Who do you trust?

Two excellent essays:

  1. Alan Roebuck’s Why do people believe what they believe?  Because of the authorities.  Yes, it’s absolutely true:  people believe what they’re told to believe.  Liberalism’s uncontested hegemony itself disproves the liberal belief that people naturally rebel against established orthodoxy.  Even what passes for rebellion in the Western world (e.g. teenagers) is in fact people doing what they are told is expected of them.
  2. Lydia McGrew’s Picking our models carefully.  It’s not that Wendell Berry is wrong about something that makes him an unfit guide; it’s that he’s wrong about the most important things, and wrong in not even realizing that they are the most important.  See also the comments where Lydia ably defends herself from the usual “but commercialism is bad too” objections and convinces me to add Thomas Fleming to my list of “Worthless Pseudoconservatives”.

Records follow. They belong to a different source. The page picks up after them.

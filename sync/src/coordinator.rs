//! Source coordinator.
//!
//! Holds a name-keyed registry of sources and a list of strategies. On
//! activation each strategy becomes a listener on its source's notifier;
//! the target is looked up by name every time the listener fires, so a
//! source can be replaced without redefining the rules.
//!
//! Deactivation closes the gate for new forwards only. A forward already
//! running keeps its listeners attached until it finishes, so the sync that
//! merges its result back still runs.

use std::sync::atomic::{AtomicBool, AtomicUsize, Ordering};
use std::sync::{Arc, Mutex, PoisonError};

use dashmap::DashMap;

use crate::error::{Error, Result};
use crate::events::{self, Listener, SourceEvent, Subscription};
use crate::source::Source;
use crate::strategy::{Action, Strategy};

type Registry = Arc<DashMap<String, Arc<dyn Source>>>;

tokio::task_local! {
    /// Set while a forward runs, for the events it causes.
    static FORWARDING: ();
}

/// Activation state shared with the listeners.
#[derive(Default)]
struct Lifecycle {
    /// Open while active. Listeners check it before starting a forward.
    active: AtomicBool,
    in_flight: AtomicUsize,
    subscriptions: Mutex<Vec<Subscription>>,
}

impl Lifecycle {
    fn subscriptions(&self) -> std::sync::MutexGuard<'_, Vec<Subscription>> {
        self.subscriptions
            .lock()
            .unwrap_or_else(PoisonError::into_inner)
    }

    /// Detach every listener once inactive with no forward running.
    fn release_if_idle(&self) {
        let mut subscriptions = self.subscriptions();
        if self.active.load(Ordering::SeqCst) || self.in_flight.load(Ordering::SeqCst) > 0 {
            return;
        }
        let count = subscriptions.len();
        subscriptions.clear();
        if count > 0 {
            tracing::debug!(listeners = count, "Listeners detached");
        }
    }
}

/// Counts a running forward. The last one to finish after deactivation
/// detaches the listeners.
struct InFlight(Arc<Lifecycle>);

impl InFlight {
    fn enter(lifecycle: &Arc<Lifecycle>) -> Self {
        lifecycle.in_flight.fetch_add(1, Ordering::SeqCst);
        Self(Arc::clone(lifecycle))
    }
}

impl Drop for InFlight {
    fn drop(&mut self) {
        if self.0.in_flight.fetch_sub(1, Ordering::SeqCst) == 1 {
            self.0.release_if_idle();
        }
    }
}

/// Coordinates a set of sources through strategies.
///
/// Thread-safe and can be shared via `Arc`.
pub struct Coordinator {
    sources: Registry,
    strategies: Mutex<Vec<Strategy>>,
    lifecycle: Arc<Lifecycle>,
}

impl Coordinator {
    pub fn new<I>(sources: I) -> Self
    where
        I: IntoIterator<Item = Arc<dyn Source>>,
    {
        let registry = DashMap::new();
        for source in sources {
            registry.insert(source.name().to_string(), source);
        }
        Self {
            sources: Arc::new(registry),
            strategies: Mutex::new(Vec::new()),
            lifecycle: Arc::new(Lifecycle::default()),
        }
    }

    pub fn source(&self, name: &str) -> Option<Arc<dyn Source>> {
        self.sources.get(name).map(|entry| Arc::clone(entry.value()))
    }

    pub fn source_names(&self) -> Vec<String> {
        let mut names: Vec<String> = self.sources.iter().map(|e| e.key().clone()).collect();
        names.sort();
        names
    }

    /// Register a source, or swap out the one registered under the same
    /// name. Strategies targeting that name use the new source from the
    /// next event on. Listeners already attached to the old source's events
    /// stay there until the coordinator is reactivated.
    pub fn replace_source(&self, source: Arc<dyn Source>) -> Option<Arc<dyn Source>> {
        let name = source.name().to_string();
        tracing::info!(source = %name, "Source registered");
        self.sources.insert(name, source)
    }

    pub fn strategies(&self) -> Vec<Strategy> {
        self.strategies
            .lock()
            .unwrap_or_else(PoisonError::into_inner)
            .clone()
    }

    /// Add a strategy. Only allowed while inactive.
    pub fn add_strategy(&self, strategy: Strategy) -> Result<()> {
        if self.is_active() {
            return Err(Error::AlreadyActive);
        }
        strategy.validate()?;
        for name in [&strategy.source, &strategy.target] {
            if !self.sources.contains_key(name.as_str()) {
                return Err(Error::UnknownSource(name.clone()));
            }
        }

        tracing::debug!(strategy = %strategy, "Strategy added");
        self.strategies
            .lock()
            .unwrap_or_else(PoisonError::into_inner)
            .push(strategy);
        Ok(())
    }

    pub fn add_strategies<I>(&self, strategies: I) -> Result<()>
    where
        I: IntoIterator<Item = Strategy>,
    {
        strategies
            .into_iter()
            .try_for_each(|strategy| self.add_strategy(strategy))
    }

    pub fn is_active(&self) -> bool {
        self.lifecycle.active.load(Ordering::SeqCst)
    }

    /// Number of forwards currently running.
    pub fn in_flight(&self) -> usize {
        self.lifecycle.in_flight.load(Ordering::SeqCst)
    }

    /// Subscribe every strategy to its source's events.
    pub fn activate(&self) -> Result<()> {
        if self
            .lifecycle
            .active
            .compare_exchange(false, true, Ordering::SeqCst, Ordering::SeqCst)
            .is_err()
        {
            return Err(Error::AlreadyActive);
        }

        // Listeners left attached for forwards still running are replaced
        let mut attached = self.lifecycle.subscriptions();
        attached.clear();

        let strategies = self.strategies();
        let mut subscriptions = Vec::with_capacity(strategies.len());
        for strategy in &strategies {
            let Some(source) = self.source(&strategy.source) else {
                // Dropping the partial list unregisters what was attached
                drop(subscriptions);
                self.lifecycle.active.store(false, Ordering::SeqCst);
                return Err(Error::UnknownSource(strategy.source.clone()));
            };
            subscriptions.push(source.notifier().subscribe(
                strategy.on,
                strategy.blocking,
                self.forwarder(strategy),
            ));
        }
        *attached = subscriptions;

        tracing::info!(strategies = strategies.len(), "Coordinator activated");
        Ok(())
    }

    /// Stop forwarding. Forwards already running complete, including the
    /// syncs they trigger; no new forward starts. A no-op when inactive.
    pub fn deactivate(&self) {
        if !self.lifecycle.active.swap(false, Ordering::SeqCst) {
            tracing::debug!("Coordinator already inactive");
            return;
        }

        let in_flight = self.in_flight();
        self.lifecycle.release_if_idle();

        tracing::info!(in_flight, "Coordinator deactivated");
    }

    fn forwarder(&self, strategy: &Strategy) -> Listener {
        let sources = Arc::clone(&self.sources);
        let lifecycle = Arc::clone(&self.lifecycle);
        let strategy = strategy.clone();

        events::listener(move |event| {
            let sources = Arc::clone(&sources);
            let lifecycle = Arc::clone(&lifecycle);
            let strategy = strategy.clone();
            async move {
                // Counted before the gate check so deactivate cannot detach
                // listeners between the two
                let _in_flight = InFlight::enter(&lifecycle);
                let nested = FORWARDING.try_with(|_| ()).is_ok();
                if !nested && !lifecycle.active.load(Ordering::SeqCst) {
                    tracing::debug!(strategy = %strategy, "Coordinator inactive, not forwarding");
                    return Ok(());
                }
                let target = sources
                    .get(&strategy.target)
                    .map(|entry| Arc::clone(entry.value()))
                    .ok_or_else(|| Error::UnknownSource(strategy.target.clone()))?;

                FORWARDING
                    .scope((), forward(target.as_ref(), &strategy, &event))
                    .await
            }
        })
    }
}

async fn forward(target: &dyn Source, strategy: &Strategy, event: &SourceEvent) -> Result<()> {
    let missing = || Error::InvalidStrategy(format!("{strategy} received {}", event.kind()));
    tracing::debug!(strategy = %strategy, "Forwarding");

    match strategy.action {
        Action::Query => {
            target.query(event.query().ok_or_else(missing)?).await?;
        }
        Action::Update => {
            target.update(event.operation().ok_or_else(missing)?).await?;
        }
        Action::Sync => {
            target.sync(event.result().ok_or_else(missing)?).await?;
        }
    }
    Ok(())
}

impl Drop for Coordinator {
    fn drop(&mut self) {
        self.deactivate();
    }
}

impl std::fmt::Debug for Coordinator {
    fn fmt(&self, f: &mut std::fmt::Formatter<'_>) -> std::fmt::Result {
        f.debug_struct("Coordinator")
            .field("sources", &self.source_names())
            .field("strategies", &self.strategies())
            .field("active", &self.is_active())
            .finish()
    }
}

#[cfg(test)]
mod tests {
    use super::*;
    use crate::events::{EventKind, Notifier};
    use async_trait::async_trait;
    use std::sync::atomic::AtomicUsize;
    use tether_engine::{Operation, QueryExpr, RecordBatch, RecordIdentity};

    /// Counts calls; emits `beforeQuery` from `query`.
    struct Recorder {
        name: String,
        notifier: Notifier,
        queries: AtomicUsize,
        syncs: AtomicUsize,
    }

    impl Recorder {
        fn new(name: &str) -> Arc<Self> {
            Arc::new(Self {
                name: name.to_string(),
                notifier: Notifier::new(name),
                queries: AtomicUsize::new(0),
                syncs: AtomicUsize::new(0),
            })
        }
    }

    #[async_trait]
    impl Source for Recorder {
        fn name(&self) -> &str {
            &self.name
        }

        fn notifier(&self) -> &Notifier {
            &self.notifier
        }

        async fn query(&self, query: &QueryExpr) -> Result<RecordBatch> {
            self.notifier
                .emit(SourceEvent::BeforeQuery(query.clone()))
                .await?;
            self.queries.fetch_add(1, Ordering::SeqCst);
            Ok(RecordBatch::new())
        }

        async fn update(&self, _operation: &Operation) -> Result<RecordBatch> {
            Ok(RecordBatch::new())
        }

        async fn sync(&self, _batch: &RecordBatch) -> Result<()> {
            self.syncs.fetch_add(1, Ordering::SeqCst);
            Ok(())
        }
    }

    fn query() -> QueryExpr {
        QueryExpr::find_record(RecordIdentity::new("planet", "1"))
    }

    fn forwarding(a: &Arc<Recorder>, b: &Arc<Recorder>) -> Coordinator {
        let coordinator = Coordinator::new([
            Arc::clone(a) as Arc<dyn Source>,
            Arc::clone(b) as Arc<dyn Source>,
        ]);
        coordinator
            .add_strategy(Strategy::request(
                "a",
                EventKind::BeforeQuery,
                "b",
                Action::Query,
                true,
            ))
            .unwrap();
        coordinator
    }

    #[tokio::test]
    async fn forwards_while_active() {
        let (a, b) = (Recorder::new("a"), Recorder::new("b"));
        let coordinator = forwarding(&a, &b);

        a.query(&query()).await.unwrap();
        assert_eq!(b.queries.load(Ordering::SeqCst), 0);

        coordinator.activate().unwrap();
        a.query(&query()).await.unwrap();
        assert_eq!(b.queries.load(Ordering::SeqCst), 1);

        coordinator.deactivate();
        a.query(&query()).await.unwrap();
        assert_eq!(b.queries.load(Ordering::SeqCst), 1);
        assert_eq!(a.notifier().listener_count(EventKind::BeforeQuery), 0);
    }

    #[test]
    fn activation_state_machine() {
        let (a, b) = (Recorder::new("a"), Recorder::new("b"));
        let coordinator = forwarding(&a, &b);

        coordinator.deactivate();
        coordinator.activate().unwrap();
        assert!(matches!(coordinator.activate(), Err(Error::AlreadyActive)));
        assert!(matches!(
            coordinator.add_strategies(Strategy::sync("b", "a", true)),
            Err(Error::AlreadyActive)
        ));

        coordinator.deactivate();
        coordinator.activate().unwrap();
        assert_eq!(a.notifier().listener_count(EventKind::BeforeQuery), 1);
    }

    #[test]
    fn unknown_sources_rejected() {
        let a = Recorder::new("a");
        let coordinator = Coordinator::new([a as Arc<dyn Source>]);
        let err = coordinator
            .add_strategy(Strategy::request(
                "a",
                EventKind::BeforeQuery,
                "missing",
                Action::Query,
                true,
            ))
            .unwrap_err();
        assert!(matches!(err, Error::UnknownSource(name) if name == "missing"));
    }

    #[tokio::test]
    async fn replaced_target_receives_forwards() {
        let (a, b) = (Recorder::new("a"), Recorder::new("b"));
        let coordinator = forwarding(&a, &b);
        coordinator.activate().unwrap();

        let replacement = Recorder::new("b");
        let old = coordinator
            .replace_source(Arc::clone(&replacement) as Arc<dyn Source>)
            .unwrap();
        assert_eq!(old.name(), "b");

        a.query(&query()).await.unwrap();
        assert_eq!(b.queries.load(Ordering::SeqCst), 0);
        assert_eq!(replacement.queries.load(Ordering::SeqCst), 1);
    }
}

A common theme is intellectual authority, which I mean to distinguish people who we trust to influence our beliefs from people whose commands impart moral obligation on us.  Government officials and military superiors would be examples of nonintellectual authorities; they can command the will but not the intellect.  Who are our intellectual authorities?  The conceit in these liberal times is that we shouldn’t have any, that we should trust no one but judge every claim on the strength of its arguments alone, but in reality this is neither possible nor desirable.  No one has the time to think deeply about everything, and even if he did, an external authority is important for opening our minds to unwelcome ideas.

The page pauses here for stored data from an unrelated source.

//! JSON:API remote source.
//!
//! Translates queries and operations into JSON:API requests and normalizes
//! the (possibly compound) response documents into record batches, using the
//! shared key map to move between remote and internal ids.

use std::sync::Arc;

use async_trait::async_trait;
use reqwest::header::{ACCEPT, CONTENT_TYPE};
use reqwest::{Client, Method, StatusCode, Url};
use tether_engine::{
    Normalizer, Operation, QueryExpr, Record, RecordBatch, RecordIdentity,
    RelationshipData, RelationshipObject, Resource, ResourceDocument, Schema, Serializer,
};
use tether_engine::{FieldFilter, FieldKind, FilterOp, KeyMap};

use crate::config::{ConfigError, RemoteConfig};
use crate::error::{Error, Result};
use crate::events::{BackgroundError, Notifier, SourceEvent};
use crate::source::Source;

pub const JSONAPI_MEDIA_TYPE: &str = "application/vnd.api+json";

/// A request ready to be sent.
#[derive(Debug)]
struct Request {
    method: Method,
    segments: Vec<String>,
    params: Vec<(String, String)>,
    body: Option<serde_json::Value>,
    /// Treat 404 as an empty result rather than an error
    not_found_is_empty: bool,
    /// Ignore any response body (relationship endpoints answer with linkage only)
    discard_body: bool,
}

impl Request {
    fn new(method: Method, segments: Vec<String>) -> Self {
        Self {
            method,
            segments,
            params: Vec::new(),
            body: None,
            not_found_is_empty: false,
            discard_body: false,
        }
    }

    fn body(mut self, body: serde_json::Value) -> Self {
        self.body = Some(body);
        self
    }
}

/// The remote source.
pub struct JsonApiSource {
    name: String,
    client: Client,
    base_url: Url,
    schema: Arc<Schema>,
    keymap: Arc<KeyMap>,
    notifier: Notifier,
}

Let us call these authorities “teachers”.  How is a teacher distinguished from anyone else whose arguments you consider?

  • A teacher has the authority to immediately change your judgment about what is a reasonable opinion.  That is, if you thought belief X is crazy, you will immediately change your mind (without necessarily deciding that X is true) when you learn that Y believes X even before you hear Y’s reasons.
  • If a teacher’s reasoning seems obviously wrong, your first assumption is that you’re not understanding it properly.

We generally grant experts–at least in technical fields–this level of authority when speaking in their field.  The idea that billions of neutrinos are streaming through our bodies may sound fantastic, but the uneducated layman is willing to trust that the scientists have good reasons for being so sure of it.  However, when these same scientists start talking about art or ethics, the public would not be wise to give these pronouncements any special weight.  One can imagine higher levels of teaching authority.

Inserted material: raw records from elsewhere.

//! In-memory record source.

use std::sync::{Arc, PoisonError, RwLock, RwLockReadGuard, RwLockWriteGuard};

use async_trait::async_trait;
use tether_engine::{
    KeyMap, Operation, QueryExpr, Record, RecordBatch, RecordCache, RecordChange, RecordIdentity,
    Schema,
};
use tokio::sync::broadcast;

use crate::error::Result;
use crate::events::{BackgroundError, Notifier, SourceEvent};
use crate::source::Source;

/// Capacity of the change channel. Slow receivers observe `Lagged`.
const CHANGE_CHANNEL_CAPACITY: usize = 1024;

/// The local record source: a [`RecordCache`] behind a lock plus lifecycle
/// events and a change feed.
///
/// The lock is never held across an await point; every write is a single
/// synchronous critical section.
pub struct MemorySource {
    name: String,
    cache: RwLock<RecordCache>,
    keymap: Arc<KeyMap>,
    notifier: Notifier,
    changes: broadcast::Sender<RecordChange>,
}

impl MemorySource {
    pub fn new(name: impl Into<String>, schema: Arc<Schema>, keymap: Arc<KeyMap>) -> Self {
        let name = name.into();
        let (changes, _) = broadcast::channel(CHANGE_CHANNEL_CAPACITY);
        Self {
            notifier: Notifier::new(name.clone()),
            name,
            cache: RwLock::new(RecordCache::new(schema)),
            keymap,
            changes,
        }
    }

    /// Create a new memory source wrapped in Arc for sharing.
    pub fn new_shared(
        name: impl Into<String>,
        schema: Arc<Schema>,
        keymap: Arc<KeyMap>,
    ) -> Arc<Self> {
        Arc::new(Self::new(name, schema, keymap))
    }

    fn read(&self) -> RwLockReadGuard<'_, RecordCache> {
        self.cache.read().unwrap_or_else(PoisonError::into_inner)
    }

    fn write(&self) -> RwLockWriteGuard<'_, RecordCache> {
        self.cache.write().unwrap_or_else(PoisonError::into_inner)
    }

    pub fn schema(&self) -> Arc<Schema> {
        Arc::clone(self.read().schema())
    }

    pub fn keymap(&self) -> &Arc<KeyMap> {
        &self.keymap
    }

    pub fn get(&self, identity: &RecordIdentity) -> Option<Arc<Record>> {
        self.read().get(identity)
    }

    /// Look a record up by its remote key without triggering any event.
    pub fn find_by_key(
        &self,
        type_name: &str,
        key_field: &str,
        value: &str,
    ) -> Result<Option<Arc<Record>>> {
        Ok(self
            .read()
            .find_by_key(type_name, key_field, value, &self.keymap)?)
    }

    pub fn len(&self) -> usize {
        self.read().len()
    }

    pub fn is_empty(&self) -> bool {
        self.read().is_empty()
    }

    /// Merge a record through the regular update path.
    pub async fn upsert(&self, record: Record) -> Result<RecordBatch> {
        self.update(&Operation::update_record(record)).await
    }

    /// Remove a record through the regular update path.
    pub async fn delete(&self, identity: RecordIdentity) -> Result<RecordBatch> {
        self.update(&Operation::remove_record(identity)).await
    }

    /// Receive every inserted, updated or removed record.
    pub fn subscribe_changes(&self) -> broadcast::Receiver<RecordChange> {
        self.changes.subscribe()
    }

    /// Receive errors raised by non-blocking listeners on this source.
    pub fn subscribe_errors(&self) -> broadcast::Receiver<BackgroundError> {
        self.notifier.subscribe_errors()
    }

    fn publish(&self, changes: Vec<RecordChange>) {
        for change in changes {
            tracing::debug!(source = %self.name, record = %change.identity(), "Record changed");
            // Nobody listening is fine
            let _ = self.changes.send(change);
        }
    }

    fn merge(&self, batch: &RecordBatch) -> Result<Vec<RecordChange>> {
        let records = batch.records.iter().map(|r| Record::clone(r));
        Ok(self.write().upsert_all(records)?)
    }

    fn apply(&self, operation: &Operation) -> Result<RecordBatch> {
        let mut cache = self.write();
        let change = cache.apply(operation)?;
        let current = cache.get(&operation.record());
        drop(cache);

        self.publish(change.into_iter().collect());
        Ok(RecordBatch::from_primary(current.into_iter().collect()))
    }
}

#[async_trait]
impl Source for MemorySource {
    fn name(&self) -> &str {
        &self.name
    }

    fn notifier(&self) -> &Notifier {
        &self.notifier
    }

    async fn query(&self, query: &QueryExpr) -> Result<RecordBatch> {
        self.notifier
            .emit(SourceEvent::BeforeQuery(query.clone()))
            .await?;

        let result = self.read().query(query)?;

        self.notifier
            .emit(SourceEvent::AfterQuery(query.clone(), result.clone()))
            .await?;
        Ok(result)
    }

    async fn update(&self, operation: &Operation) -> Result<RecordBatch> {
        self.notifier
            .emit(SourceEvent::BeforeUpdate(operation.clone()))
            .await?;

        let result = self.apply(operation)?;

        self.notifier
            .emit(SourceEvent::AfterUpdate(operation.clone(), result.clone()))
            .await?;
        Ok(result)
    }

    async fn sync(&self, batch: &RecordBatch) -> Result<()> {
        if batch.is_empty() {
            return Ok(());
        }
        let changes = self.merge(batch)?;
        tracing::debug!(
            source = %self.name,
            records = batch.len(),
            changed = changes.len(),
            "Merged batch"
        );
        self.publish(changes);
        Ok(())
    }
}

impl std::fmt::Debug for MemorySource {
    fn fmt(&self, f: &mut std::fmt::Formatter<'_>) -> std::fmt::Result {
        f.debug_struct("MemorySource")
            .field("name", &self.name)
            .field("records", &self.len())
            .finish()
    }
}

#[cfg(test)]
mod tests {
    use super::*;
    use crate::events::{listener, EventKind};
    use serde_json::json;
    use std::sync::Mutex;
    use tether_engine::{FieldType, ModelDescription};

    fn memory() -> MemorySource {
        let schema = Schema::derive([
            (
                "planet",
                ModelDescription::new()
                    .key("remoteId")
                    .attr("name", FieldType::String)
                    .has_many("moons", "moon"),
            ),
            (
                "moon",
                ModelDescription::new()
                    .key("remoteId")
                    .attr("name", FieldType::String)
                    .has_one("planet", "planet"),
            ),
        ])
        .unwrap();
        MemorySource::new("memory", Arc::new(schema), Arc::new(KeyMap::new()))
    }

    fn jupiter() -> Record {
        Record::new("planet", "p1")
            .with_key("remoteId", "12345")
            .with_attribute("name", json!("Jupiter"))
    }

    #[tokio::test]
    async fn update_emits_before_and_after() {
        let source = memory();
        let log = Arc::new(Mutex::new(Vec::new()));

        let mut subs = Vec::new();
        for kind in [EventKind::BeforeUpdate, EventKind::AfterUpdate] {
            let log = Arc::clone(&log);
            subs.push(source.notifier().subscribe(
                kind,
                true,
                listener(move |event| {
                    let log = Arc::clone(&log);
                    async move {
                        log.lock().unwrap().push((event.kind(), event.result().map(|b| b.len())));
                        Ok(())
                    }
                }),
            ));
        }

        source.upsert(jupiter()).await.unwrap();

        assert_eq!(
            *log.lock().unwrap(),
            vec![(EventKind::BeforeUpdate, None), (EventKind::AfterUpdate, Some(1))]
        );
    }

    #[tokio::test]
    async fn sync_fires_no_events() {
        let source = memory();
        let fired = Arc::new(Mutex::new(0));

        let _sub = {
            let fired = Arc::clone(&fired);
            source.notifier().subscribe(
                EventKind::AfterUpdate,
                true,
                listener(move |_| {
                    let fired = Arc::clone(&fired);
                    async move {
                        *fired.lock().unwrap() += 1;
                        Ok(())
                    }
                }),
            )
        };

        source
            .sync(&RecordBatch::from_primary(vec![Arc::new(jupiter())]))
            .await
            .unwrap();

        assert_eq!(*fired.lock().unwrap(), 0);
        assert!(source.get(&RecordIdentity::new("planet", "p1")).is_some());
    }

    #[tokio::test]
    async fn identical_sync_publishes_nothing() {
        let source = memory();
        let mut changes = source.subscribe_changes();
        let batch = RecordBatch::from_primary(vec![Arc::new(jupiter())]);

        source.sync(&batch).await.unwrap();
        source.sync(&batch).await.unwrap();

        assert!(matches!(changes.recv().await.unwrap(), RecordChange::Inserted(_)));
        assert!(changes.try_recv().is_err());
    }

    #[tokio::test]
    async fn invalid_batch_leaves_cache_untouched() {
        let source = memory();
        let bad = Record::new("planet", "p2").with_attribute("name", json!(42));
        let batch = RecordBatch::from_primary(vec![Arc::new(jupiter()), Arc::new(bad)]);

        assert!(source.sync(&batch).await.is_err());
        assert!(source.is_empty());
    }

    #[tokio::test]
    async fn blocking_before_error_prevents_apply() {
        let source = memory();
        let _sub = source.notifier().subscribe(
            EventKind::BeforeUpdate,
            true,
            listener(|_| async { Err(crate::Error::Unsupported("offline".into())) }),
        );

        assert!(source.upsert(jupiter()).await.is_err());
        assert!(source.is_empty());
    }

    #[tokio::test]
    async fn delete_and_find_by_key() {
        let source = memory();
        source.upsert(jupiter()).await.unwrap();

        let found = source.find_by_key("planet", "remoteId", "12345").unwrap();
        assert_eq!(found.unwrap().attribute("name"), Some(&json!("Jupiter")));

        let mut changes = source.subscribe_changes();
        let result = source
            .delete(RecordIdentity::new("planet", "p1"))
            .await
            .unwrap();

        assert!(result.is_empty());
        assert!(matches!(changes.recv().await.unwrap(), RecordChange::Removed(_)));
        assert!(source.find_by_key("planet", "remoteId", "12345").unwrap().is_none());
    }
}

  • A trusted teacher is regarded as reliable on those questions deemed most important.  He is an “expert” on fundamental truths and on the good life.  That is, he is wise.
  • A trusted teacher is trusted to determine for himself the range of his expertise.  That is, you may not think of of Y as having any special knowledge of subject X–say, he has no formal training in it and hasn’t talked much about it in the past–but you know Y is smart enough to see the subtleties of any issue and conscientious enough to not issue an opinion without properly doing his homework.  Thus, all his opinions are automatically regarded as reasonable and worthy of serious consideration.

Note that “trusted” doesn’t just mean “trusted to be honest” (dishonesty would of course be a complete disqualifier) but “trusted to be right”.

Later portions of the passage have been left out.